## [PROBLEM]
Match the string "EventType" against each line below, and copy every line that matches.

Stored items
- - -
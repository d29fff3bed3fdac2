//! Recurring log file polling
//!
//! One job per event type. Each run queries the remote system for log files
//! of that type and interval, then hands them to the shared pipeline.

use async_trait::async_trait;
use evmon_common::types::EventLogFile;
use evmon_common::CommonError;
use serde_json::{Map, Value};
use std::sync::Arc;
use thiserror::Error;

use super::pipeline::{BatchReport, LogPipeline, PipelineError};
use crate::scheduler::{Job, JobContext};
use crate::sfdc::{EventLogApi, SfdcError};

pub const JOB_NAME_PREFIX: &str = "Polling";

/// Descriptor fields selected from `EventLogFile`
pub const QUERY_FIELDS: &[&str] = &[
    "Id",
    "CreatedDate",
    "EventType",
    "LogDate",
    "LogFile",
    "LogFileLength",
    "LogFileContentType",
    "LogFileFieldNames",
    "LogFileFieldTypes",
];

/// Transport-only member of every query record
const ENVELOPE_FIELD: &str = "attributes";

#[derive(Error, Debug)]
pub enum JobError {
    #[error("Authentication failed: {0}")]
    Auth(#[source] SfdcError),

    #[error("Log file query failed: {0}")]
    Query(#[source] SfdcError),

    #[error(transparent)]
    Pipeline(#[from] PipelineError),
}

pub fn job_name(event_type: &str) -> String {
    format!("{} - {}", JOB_NAME_PREFIX, event_type)
}

pub fn query_fields() -> String {
    QUERY_FIELDS.join(",")
}

pub fn where_condition(event_type: &str, interval: &str) -> String {
    format!("EventType = '{}' AND Interval = '{}'", event_type, interval)
}

pub fn query_string(event_type: &str, interval: &str) -> String {
    format!(
        "select {} from EventLogFile where {}",
        query_fields(),
        where_condition(event_type, interval)
    )
}

/// Decode a query record into a descriptor, dropping its `attributes` envelope
pub fn decode_record(mut record: Map<String, Value>) -> Result<EventLogFile, CommonError> {
    record.remove(ENVELOPE_FIELD);
    EventLogFile::from_record(record)
}

pub struct PollingJob {
    name: String,
    event_type: String,
    interval: String,
    api: Arc<dyn EventLogApi>,
    pipeline: Arc<LogPipeline>,
}

impl PollingJob {
    pub fn new(
        event_type: impl Into<String>,
        interval: impl Into<String>,
        api: Arc<dyn EventLogApi>,
        pipeline: Arc<LogPipeline>,
    ) -> Self {
        let event_type = event_type.into();
        Self {
            name: job_name(&event_type),
            event_type,
            interval: interval.into(),
            api,
            pipeline,
        }
    }

    pub fn event_type(&self) -> &str {
        &self.event_type
    }

    /// One polling pass. Malformed records are reported on `ctx` and skipped;
    /// the rest of the batch is still ingested.
    pub async fn poll(&self, ctx: &JobContext) -> Result<BatchReport, JobError> {
        self.api.ensure_authenticated().await.map_err(JobError::Auth)?;

        let soql = query_string(&self.event_type, &self.interval);
        let records = self.api.query(&soql).await.map_err(JobError::Query)?;

        let mut files = Vec::with_capacity(records.len());
        for record in records {
            let id = record.get("Id").and_then(Value::as_str).unwrap_or("<unknown>").to_string();
            match decode_record(record) {
                Ok(file) => files.push(file),
                Err(e) => {
                    tracing::warn!(
                        event_type = %self.event_type,
                        id = %id,
                        error = %e,
                        "Skipping malformed log file record"
                    );
                    ctx.fail(&format!("Malformed log file record {}: {}", id, e));
                }
            }
        }

        tracing::info!(
            event_type = %self.event_type,
            files = files.len(),
            "Polled event log files"
        );
        ctx.touch();

        let report = self.pipeline.handle_logs(files).await?;
        ctx.touch();

        Ok(report)
    }
}

#[async_trait]
impl Job for PollingJob {
    fn name(&self) -> &str {
        &self.name
    }

    async fn run(&self, ctx: JobContext) -> anyhow::Result<()> {
        let report = self.poll(&ctx).await?;

        tracing::info!(
            event_type = %self.event_type,
            received = report.received,
            already_ingested = report.already_ingested,
            acked = report.acked.len(),
            "Polling run complete"
        );

        Ok(())
    }
}
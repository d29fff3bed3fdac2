//! Loader steps
//!
//! Loaders hand their input through unchanged so several can run in a row.

use async_trait::async_trait;
use chrono::{DateTime, Utc};
use evmon_common::types::{EventLogFile, EventRecord, FieldValue};
use evmon_common::CommonError;
use std::fmt::Write as _;
use std::path::PathBuf;
use std::sync::Arc;

use super::steps::{PipelineStep, StepData, StepError};
use crate::config::FlatFileConfig;
use crate::db::{Document, DocumentStore};
use crate::sfdc::EventLogApi;

/// Record field used as document identity
pub const IDENTITY_FIELD: &str = "EventIdentifier";

/// Placeholder replaced by the event type in flat file templates
pub const TYPE_PLACEHOLDER: &str = "{type}";

/// Inserts records into a collection named after the event type
pub struct DocumentStoreLoader {
    store: Arc<dyn DocumentStore>,
}

impl DocumentStoreLoader {
    pub const NAME: &'static str = "documentStore";

    /// Accepted for configurations written against the old store
    pub const ALIAS: &'static str = "mongodb";

    pub fn new(store: Arc<dyn DocumentStore>) -> Self {
        Self { store }
    }

    fn to_document(record: &EventRecord) -> Result<Document, StepError> {
        let identity = record
            .get(IDENTITY_FIELD)
            .and_then(FieldValue::as_text)
            .filter(|id| !id.is_empty())
            .map(str::to_string);
        let body = serde_json::to_value(record).map_err(crate::db::DbError::from)?;

        Ok(Document::with_identity(identity, body))
    }
}

#[async_trait]
impl PipelineStep for DocumentStoreLoader {
    fn name(&self) -> &str {
        Self::NAME
    }

    async fn run(&self, file: &EventLogFile, input: StepData) -> Result<StepData, StepError> {
        let records = match input {
            StepData::Records(records) => records,
            StepData::Rows(rows) => rows
                .into_iter()
                .map(|row| row.into_iter().map(|(k, v)| (k, FieldValue::Text(v))).collect())
                .collect(),
            other => return Err(StepError::unexpected_input(Self::NAME, "records", &other)),
        };

        let documents = records
            .iter()
            .map(Self::to_document)
            .collect::<Result<Vec<_>, _>>()?;
        let requested = documents.len();

        let inserted = self.store.insert_many(&file.event_type, documents).await?;

        tracing::info!(
            id = %file.id,
            collection = %file.event_type,
            requested,
            inserted,
            "Loaded log records"
        );

        Ok(StepData::Records(records))
    }
}

/// Writes the raw log file to a date based path on disk
pub struct FlatFileLoader {
    api: Arc<dyn EventLogApi>,
    config: FlatFileConfig,
}

impl FlatFileLoader {
    pub const NAME: &'static str = "flatFile";

    pub fn new(api: Arc<dyn EventLogApi>, config: FlatFileConfig) -> Self {
        Self { api, config }
    }

    /// `<root>/<directory>/<file>.<extension>` for this log file
    pub fn path_for(&self, file: &EventLogFile) -> Result<PathBuf, StepError> {
        let ts = file.log_timestamp().ok_or_else(|| {
            CommonError::invalid_descriptor(&file.id, "LogDate is missing or not a timestamp")
        })?;

        let directory = render_template(&self.config.directory, ts, &file.event_type)?;
        let name = render_template(&self.config.file, ts, &file.event_type)?;

        Ok(self
            .config
            .root
            .join(directory)
            .join(format!("{}.{}", name, self.config.extension)))
    }
}

fn render_template(template: &str, ts: DateTime<Utc>, event_type: &str) -> Result<String, StepError> {
    let mut rendered = String::new();
    write!(rendered, "{}", ts.format(template))
        .map_err(|_| StepError::Template(template.to_string()))?;
    Ok(rendered.replace(TYPE_PLACEHOLDER, event_type))
}

#[async_trait]
impl PipelineStep for FlatFileLoader {
    fn name(&self) -> &str {
        Self::NAME
    }

    async fn run(&self, file: &EventLogFile, input: StepData) -> Result<StepData, StepError> {
        let path = self.path_for(file)?;
        let content = self.api.fetch_log_file(file).await?;

        if let Some(parent) = path.parent() {
            tokio::fs::create_dir_all(parent).await?;
        }
        tokio::fs::write(&path, content.as_bytes()).await?;

        tracing::info!(id = %file.id, path = %path.display(), bytes = content.len(), "Wrote log file");

        Ok(input)
    }
}

#[cfg(test)]
#[allow(clippy::unwrap_used, clippy::expect_used)]
mod tests {
    use super::*;
    use crate::db::MemoryDocumentStore;
    use crate::sfdc::{Result as SfdcResult, SfdcError};
    use serde_json::{json, Map, Value};

    struct StaticLog(&'static str);

    #[async_trait]
    impl EventLogApi for StaticLog {
        async fn ensure_authenticated(&self) -> SfdcResult<()> {
            Ok(())
        }

        async fn query(&self, _soql: &str) -> SfdcResult<Vec<Map<String, Value>>> {
            Err(SfdcError::MalformedResponse("not used".into()))
        }

        async fn fetch_log_file(&self, _file: &EventLogFile) -> SfdcResult<String> {
            Ok(self.0.to_string())
        }
    }

    fn descriptor(log_date: Option<&str>) -> EventLogFile {
        let mut record = json!({
            "Id": "0AT1",
            "EventType": "Login",
            "LogFile": "/LogFile",
            "LogFileFieldNames": "EventIdentifier,USER_ID",
            "LogFileFieldTypes": "Id,Id"
        });
        if let Some(date) = log_date {
            record["LogDate"] = json!(date);
        }
        EventLogFile::from_record(record.as_object().unwrap().clone()).unwrap()
    }

    fn record(pairs: &[(&str, &str)]) -> EventRecord {
        pairs
            .iter()
            .map(|(k, v)| (k.to_string(), FieldValue::Text(v.to_string())))
            .collect()
    }

    #[tokio::test]
    async fn test_document_store_loader_uses_event_identifier() {
        let store = Arc::new(MemoryDocumentStore::new());
        let loader = DocumentStoreLoader::new(store.clone());

        let records = vec![
            record(&[("EventIdentifier", "evt-1"), ("USER_ID", "005A")]),
            record(&[("USER_ID", "005B")]),
        ];
        let output = loader
            .run(&descriptor(None), StepData::Records(records))
            .await
            .unwrap();

        assert!(matches!(output, StepData::Records(ref r) if r.len() == 2));

        let docs = store.documents("Login");
        assert_eq!(docs.len(), 2);
        let stored = store.get("Login", "evt-1").unwrap();
        assert_eq!(stored.body["USER_ID"], "005A");
    }

    #[tokio::test]
    async fn test_document_store_loader_rejects_raw_input() {
        let loader = DocumentStoreLoader::new(Arc::new(MemoryDocumentStore::new()));
        let err = loader
            .run(&descriptor(None), StepData::Raw("a,b".into()))
            .await
            .unwrap_err();

        assert!(matches!(err, StepError::UnexpectedInput { .. }));
    }

    #[test]
    fn test_flat_file_path() {
        let loader = FlatFileLoader::new(
            Arc::new(StaticLog("")),
            FlatFileConfig {
                root: PathBuf::from("/var/evmon"),
                directory: "{type}/%Y/%m/%d/%H".into(),
                file: "{type}-%Y%m%d".into(),
                extension: "csv".into(),
            },
        );

        let path = loader
            .path_for(&descriptor(Some("2019-11-13T05:00:00.000+0000")))
            .unwrap();
        assert_eq!(path, PathBuf::from("/var/evmon/Login/2019/11/13/05/Login-20191113.csv"));
    }

    #[test]
    fn test_flat_file_path_requires_log_date() {
        let loader = FlatFileLoader::new(Arc::new(StaticLog("")), FlatFileConfig::default());
        let err = loader.path_for(&descriptor(None)).unwrap_err();

        assert!(matches!(err, StepError::Descriptor(_)));
    }

    #[tokio::test]
    async fn test_flat_file_loader_writes_raw_content() {
        let dir = tempfile::tempdir().unwrap();
        let loader = FlatFileLoader::new(
            Arc::new(StaticLog("\"USER_ID\"\n\"005A\"\n")),
            FlatFileConfig {
                root: dir.path().to_path_buf(),
                ..Default::default()
            },
        );

        let file = descriptor(Some("2019-11-13T05:00:00.000+0000"));
        let output = loader.run(&file, StepData::Records(Vec::new())).await.unwrap();
        assert!(matches!(output, StepData::Records(_)));

        let written = dir.path().join("2019/11/13/05/Login.csv");
        assert_eq!(std::fs::read_to_string(written).unwrap(), "\"USER_ID\"\n\"005A\"\n");
    }
}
- - -
## [ANSWER TO THE PROBLEM]
    "EventType",
    format!("EventType = '{}' AND Interval = '{}'", event_type, interval)
            "EventType": "Login",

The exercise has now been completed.